DATA UNDER STUDY:
***
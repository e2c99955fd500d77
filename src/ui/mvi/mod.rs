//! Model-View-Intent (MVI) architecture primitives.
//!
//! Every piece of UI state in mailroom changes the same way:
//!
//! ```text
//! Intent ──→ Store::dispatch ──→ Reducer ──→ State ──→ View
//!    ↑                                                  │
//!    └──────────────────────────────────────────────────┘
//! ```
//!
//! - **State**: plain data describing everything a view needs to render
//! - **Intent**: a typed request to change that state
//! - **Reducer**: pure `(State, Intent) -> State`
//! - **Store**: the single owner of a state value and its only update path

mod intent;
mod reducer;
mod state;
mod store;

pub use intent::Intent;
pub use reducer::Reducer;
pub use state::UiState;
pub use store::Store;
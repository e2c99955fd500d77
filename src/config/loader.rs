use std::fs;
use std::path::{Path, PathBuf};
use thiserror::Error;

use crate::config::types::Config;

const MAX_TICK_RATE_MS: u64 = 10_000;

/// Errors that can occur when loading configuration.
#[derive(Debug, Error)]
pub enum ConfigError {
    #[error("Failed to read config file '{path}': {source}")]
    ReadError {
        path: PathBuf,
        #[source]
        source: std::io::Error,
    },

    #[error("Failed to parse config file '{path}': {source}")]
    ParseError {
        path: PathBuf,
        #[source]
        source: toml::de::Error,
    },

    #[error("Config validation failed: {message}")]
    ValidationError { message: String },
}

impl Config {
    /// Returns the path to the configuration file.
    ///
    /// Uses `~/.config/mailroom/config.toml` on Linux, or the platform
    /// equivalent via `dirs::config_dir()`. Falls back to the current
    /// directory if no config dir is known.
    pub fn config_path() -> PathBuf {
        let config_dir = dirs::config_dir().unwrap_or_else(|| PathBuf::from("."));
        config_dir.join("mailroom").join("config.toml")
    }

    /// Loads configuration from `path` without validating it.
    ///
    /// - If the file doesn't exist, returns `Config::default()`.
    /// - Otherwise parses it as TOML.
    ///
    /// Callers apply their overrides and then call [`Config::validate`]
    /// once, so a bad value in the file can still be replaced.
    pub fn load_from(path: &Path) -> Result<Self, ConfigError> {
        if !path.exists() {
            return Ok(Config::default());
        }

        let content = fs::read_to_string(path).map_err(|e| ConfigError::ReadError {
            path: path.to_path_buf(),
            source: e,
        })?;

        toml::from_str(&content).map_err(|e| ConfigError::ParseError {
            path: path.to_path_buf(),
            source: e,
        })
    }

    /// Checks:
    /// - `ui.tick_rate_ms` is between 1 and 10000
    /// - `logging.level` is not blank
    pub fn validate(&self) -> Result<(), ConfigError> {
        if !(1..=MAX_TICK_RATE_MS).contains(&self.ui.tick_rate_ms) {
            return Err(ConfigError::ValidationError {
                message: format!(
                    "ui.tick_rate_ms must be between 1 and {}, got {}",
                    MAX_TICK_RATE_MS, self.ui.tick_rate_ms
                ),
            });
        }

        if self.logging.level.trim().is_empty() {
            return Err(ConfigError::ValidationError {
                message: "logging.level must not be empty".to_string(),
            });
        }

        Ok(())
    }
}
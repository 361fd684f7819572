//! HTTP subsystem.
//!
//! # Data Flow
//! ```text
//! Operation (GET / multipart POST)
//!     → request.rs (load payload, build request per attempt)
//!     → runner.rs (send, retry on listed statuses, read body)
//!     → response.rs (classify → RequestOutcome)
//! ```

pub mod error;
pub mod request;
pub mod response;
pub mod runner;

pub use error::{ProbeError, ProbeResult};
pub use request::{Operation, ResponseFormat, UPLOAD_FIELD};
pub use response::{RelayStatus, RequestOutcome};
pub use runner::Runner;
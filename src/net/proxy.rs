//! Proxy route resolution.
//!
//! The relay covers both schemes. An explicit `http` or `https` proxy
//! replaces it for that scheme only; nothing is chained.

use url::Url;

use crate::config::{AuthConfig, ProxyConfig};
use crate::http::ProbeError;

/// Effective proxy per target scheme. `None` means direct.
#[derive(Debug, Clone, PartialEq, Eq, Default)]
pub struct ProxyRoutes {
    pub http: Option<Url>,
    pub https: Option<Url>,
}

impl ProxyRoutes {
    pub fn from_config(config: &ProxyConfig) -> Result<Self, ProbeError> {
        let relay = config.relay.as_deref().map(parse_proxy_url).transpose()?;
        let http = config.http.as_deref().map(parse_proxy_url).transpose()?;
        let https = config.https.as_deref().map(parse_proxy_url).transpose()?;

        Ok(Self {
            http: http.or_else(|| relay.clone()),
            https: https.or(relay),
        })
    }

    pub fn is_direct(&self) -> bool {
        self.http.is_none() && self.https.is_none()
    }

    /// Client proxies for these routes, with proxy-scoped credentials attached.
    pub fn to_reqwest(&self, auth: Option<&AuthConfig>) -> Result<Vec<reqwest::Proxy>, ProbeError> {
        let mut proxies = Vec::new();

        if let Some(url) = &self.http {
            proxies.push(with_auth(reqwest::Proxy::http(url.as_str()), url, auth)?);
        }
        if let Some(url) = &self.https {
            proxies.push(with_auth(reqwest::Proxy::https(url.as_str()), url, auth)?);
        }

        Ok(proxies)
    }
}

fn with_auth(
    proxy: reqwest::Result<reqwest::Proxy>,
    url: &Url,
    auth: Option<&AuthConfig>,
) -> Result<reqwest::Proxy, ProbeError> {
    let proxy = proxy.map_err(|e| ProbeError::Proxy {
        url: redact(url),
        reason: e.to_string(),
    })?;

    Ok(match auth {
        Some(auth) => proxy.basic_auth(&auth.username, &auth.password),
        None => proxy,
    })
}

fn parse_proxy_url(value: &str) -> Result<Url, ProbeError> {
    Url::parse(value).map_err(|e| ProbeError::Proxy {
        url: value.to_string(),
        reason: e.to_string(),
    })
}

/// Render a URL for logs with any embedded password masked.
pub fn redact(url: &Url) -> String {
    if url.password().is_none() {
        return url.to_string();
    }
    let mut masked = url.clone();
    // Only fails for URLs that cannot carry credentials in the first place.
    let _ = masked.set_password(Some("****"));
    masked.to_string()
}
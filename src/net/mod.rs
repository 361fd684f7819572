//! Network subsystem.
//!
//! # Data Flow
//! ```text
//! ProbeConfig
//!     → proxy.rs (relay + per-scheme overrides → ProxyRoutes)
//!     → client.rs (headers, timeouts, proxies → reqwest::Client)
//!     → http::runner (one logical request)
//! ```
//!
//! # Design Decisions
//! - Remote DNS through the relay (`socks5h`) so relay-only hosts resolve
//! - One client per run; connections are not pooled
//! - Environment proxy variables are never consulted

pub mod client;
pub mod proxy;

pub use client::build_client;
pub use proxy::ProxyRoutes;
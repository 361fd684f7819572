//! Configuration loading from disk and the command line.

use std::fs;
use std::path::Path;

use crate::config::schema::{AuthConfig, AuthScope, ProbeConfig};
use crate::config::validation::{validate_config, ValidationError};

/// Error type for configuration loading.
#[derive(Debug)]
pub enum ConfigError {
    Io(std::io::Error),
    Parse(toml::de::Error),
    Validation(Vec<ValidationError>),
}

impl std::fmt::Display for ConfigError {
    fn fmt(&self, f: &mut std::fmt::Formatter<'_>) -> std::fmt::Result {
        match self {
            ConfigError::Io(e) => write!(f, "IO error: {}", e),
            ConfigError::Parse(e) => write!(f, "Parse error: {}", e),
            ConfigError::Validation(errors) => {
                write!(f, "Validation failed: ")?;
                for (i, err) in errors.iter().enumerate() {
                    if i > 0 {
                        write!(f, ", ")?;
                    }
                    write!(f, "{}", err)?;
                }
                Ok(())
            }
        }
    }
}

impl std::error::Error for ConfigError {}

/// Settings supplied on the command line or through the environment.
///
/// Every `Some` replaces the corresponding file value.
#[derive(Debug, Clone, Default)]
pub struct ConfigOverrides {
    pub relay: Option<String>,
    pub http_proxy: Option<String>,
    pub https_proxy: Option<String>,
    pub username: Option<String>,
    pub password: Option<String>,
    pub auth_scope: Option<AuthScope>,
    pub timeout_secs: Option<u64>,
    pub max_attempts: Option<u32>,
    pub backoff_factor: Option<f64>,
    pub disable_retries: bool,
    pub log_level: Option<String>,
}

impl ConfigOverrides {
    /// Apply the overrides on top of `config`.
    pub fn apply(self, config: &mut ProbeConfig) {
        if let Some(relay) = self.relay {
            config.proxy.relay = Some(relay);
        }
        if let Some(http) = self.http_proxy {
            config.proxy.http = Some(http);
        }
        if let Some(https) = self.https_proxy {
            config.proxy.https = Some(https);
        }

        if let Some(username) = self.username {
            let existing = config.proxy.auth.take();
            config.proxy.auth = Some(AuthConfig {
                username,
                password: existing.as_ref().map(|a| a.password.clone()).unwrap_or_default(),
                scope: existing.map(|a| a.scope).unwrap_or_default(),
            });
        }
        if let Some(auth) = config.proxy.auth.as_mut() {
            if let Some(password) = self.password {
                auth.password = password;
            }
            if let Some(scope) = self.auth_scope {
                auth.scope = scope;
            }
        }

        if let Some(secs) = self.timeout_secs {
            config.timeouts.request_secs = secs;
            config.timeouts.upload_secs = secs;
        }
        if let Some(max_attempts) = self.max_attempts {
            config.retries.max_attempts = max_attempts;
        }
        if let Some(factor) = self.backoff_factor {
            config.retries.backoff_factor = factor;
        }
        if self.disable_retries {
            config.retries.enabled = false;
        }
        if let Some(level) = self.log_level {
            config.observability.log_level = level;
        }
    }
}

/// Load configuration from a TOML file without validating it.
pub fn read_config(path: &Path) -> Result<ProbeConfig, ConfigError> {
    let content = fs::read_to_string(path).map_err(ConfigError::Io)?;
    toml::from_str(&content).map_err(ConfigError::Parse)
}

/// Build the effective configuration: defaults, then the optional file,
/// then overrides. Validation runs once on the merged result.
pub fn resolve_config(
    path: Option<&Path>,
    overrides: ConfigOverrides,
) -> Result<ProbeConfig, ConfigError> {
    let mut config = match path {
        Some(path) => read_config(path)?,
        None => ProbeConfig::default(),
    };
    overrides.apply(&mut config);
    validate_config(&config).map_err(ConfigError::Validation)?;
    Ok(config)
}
***
Give back every line of the listing where the word "timeouts" shows up.

//!     → client.rs (headers, timeouts, proxies → reqwest::Client)
            config.timeouts.request_secs = secs;
            config.timeouts.upload_secs = secs;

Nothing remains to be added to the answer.